» **Your goal**: Scan the lines below for the word "encode". Copy each line you find it in.

» **Data shown**:
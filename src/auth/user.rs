//! # User Management
//!
//! User model and repository. Users are stored as documents in the
//! `users` table, keyed by id, with `username` and `email` lookups.

use std::sync::Arc;

use chrono::{DateTime, Utc};
use serde::{Deserialize, Serialize};
use uuid::Uuid;

use super::crypto::{hash_password, validate_password, verify_password, PasswordPolicy};
use super::errors::{AuthError, AuthResult};
use crate::store::{decode, encode, Store, StoreResult, Table};

/// User role
#[derive(Debug, Clone, Copy, PartialEq, Eq, Serialize, Deserialize)]
#[serde(rename_all = "lowercase")]
pub enum Role {
    User,
    Admin,
}

impl Role {
    pub fn as_str(&self) -> &'static str {
        match self {
            Role::User => "user",
            Role::Admin => "admin",
        }
    }
}

/// User model, as stored
#[derive(Debug, Clone, Serialize, Deserialize)]
#[serde(rename_all = "camelCase")]
pub struct User {
    /// Unique user identifier
    pub id: Uuid,

    /// Unique login name
    pub username: String,

    /// Unique email address (lowercased)
    pub email: String,

    pub display_name: String,

    #[serde(default)]
    pub bio: String,

    pub role: Role,

    /// Set by moderators; banned users cannot sign in or use their token
    #[serde(default)]
    pub banned: bool,

    /// Argon2id password hash (never plaintext, never sent to clients)
    pub password_hash: String,

    pub created_at: DateTime<Utc>,
    pub updated_at: DateTime<Utc>,
}

impl User {
    /// Create a new user with the given credentials
    pub fn new(
        username: String,
        email: &str,
        display_name: Option<String>,
        password: &str,
        policy: &PasswordPolicy,
    ) -> AuthResult<Self> {
        validate_password(password, policy)?;
        let password_hash = hash_password(password)?;
        Ok(Self::with_password_hash(username, email, display_name, password_hash))
    }

    /// Create a new user from a password already checked and hashed
    pub fn with_password_hash(
        username: String,
        email: &str,
        display_name: Option<String>,
        password_hash: String,
    ) -> Self {
        let now = Utc::now();

        Self {
            id: Uuid::new_v4(),
            display_name: display_name.unwrap_or_else(|| username.clone()),
            username,
            email: normalize_email(email),
            bio: String::new(),
            role: Role::User,
            banned: false,
            password_hash,
            created_at: now,
            updated_at: now,
        }
    }

    /// Verify a password against this user's stored hash
    pub fn verify_password(&self, password: &str) -> AuthResult<bool> {
        verify_password(password, &self.password_hash)
    }

    /// Update the user's password
    pub fn update_password(&mut self, new_password: &str, policy: &PasswordPolicy) -> AuthResult<()> {
        validate_password(new_password, policy)?;
        self.password_hash = hash_password(new_password)?;
        self.updated_at = Utc::now();
        Ok(())
    }

    pub fn is_admin(&self) -> bool {
        self.role == Role::Admin
    }
}

/// Canonical form of an email address for storage and lookups
pub fn normalize_email(email: &str) -> String {
    email.trim().to_lowercase()
}

/// Store-backed user repository
#[derive(Clone)]
pub struct UserRepository {
    store: Arc<dyn Store>,
}

impl UserRepository {
    pub fn new(store: Arc<dyn Store>) -> Self {
        Self { store }
    }

    /// Find a user by their ID
    pub async fn find_by_id(&self, id: Uuid) -> StoreResult<Option<User>> {
        let key = id.to_string();
        match self.store.get(Table::Users, &key).await? {
            Some(doc) => decode(Table::Users, &key, doc).map(Some),
            None => Ok(None),
        }
    }

    /// Find a user by their username
    pub async fn find_by_username(&self, username: &str) -> StoreResult<Option<User>> {
        self.find_one("username", username).await
    }

    /// Find a user by their email
    pub async fn find_by_email(&self, email: &str) -> StoreResult<Option<User>> {
        self.find_one("email", &normalize_email(email)).await
    }

    /// All users, oldest first
    pub async fn list(&self) -> StoreResult<Vec<User>> {
        let mut users = self
            .store
            .scan(Table::Users)
            .await?
            .into_iter()
            .map(|doc| decode::<User>(Table::Users, "*", doc))
            .collect::<StoreResult<Vec<_>>>()?;
        users.sort_by_key(|u| u.created_at);
        Ok(users)
    }

    /// Create or replace a user
    pub async fn save(&self, user: &User) -> StoreResult<()> {
        let key = user.id.to_string();
        let doc = encode(Table::Users, &key, user)?;
        self.store.put(Table::Users, &key, doc).await
    }

    /// Delete a user, returning whether it existed
    pub async fn delete(&self, id: Uuid) -> StoreResult<bool> {
        self.store.delete(Table::Users, &id.to_string()).await
    }

    /// Check that neither the username nor the email is registered.
    ///
    /// Both lookups run concurrently. A username conflict is reported in
    /// preference to an email conflict.
    pub async fn ensure_unique(&self, username: &str, email: &str) -> AuthResult<()> {
        let (by_username, by_email) =
            tokio::try_join!(self.find_by_username(username), self.find_by_email(email))?;

        if by_username.is_some() {
            return Err(AuthError::UsernameTaken);
        }
        if by_email.is_some() {
            return Err(AuthError::EmailTaken);
        }
        Ok(())
    }

    /// Check that an email is free for the given user to take
    pub async fn ensure_email_available(&self, email: &str, owner: Uuid) -> AuthResult<()> {
        match self.find_by_email(email).await? {
            Some(existing) if existing.id != owner => Err(AuthError::EmailTaken),
            _ => Ok(()),
        }
    }

    async fn find_one(&self, attribute: &str, value: &str) -> StoreResult<Option<User>> {
        let mut docs = self.store.query_index(Table::Users, attribute, value).await?;
        match docs.pop() {
            Some(doc) => decode(Table::Users, value, doc).map(Some),
            None => Ok(None),
        }
    }
}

» **Output**:
use crate::store::{decode, encode, Store, StoreResult, Table};
        let doc = encode(Table::Users, &key, user)?;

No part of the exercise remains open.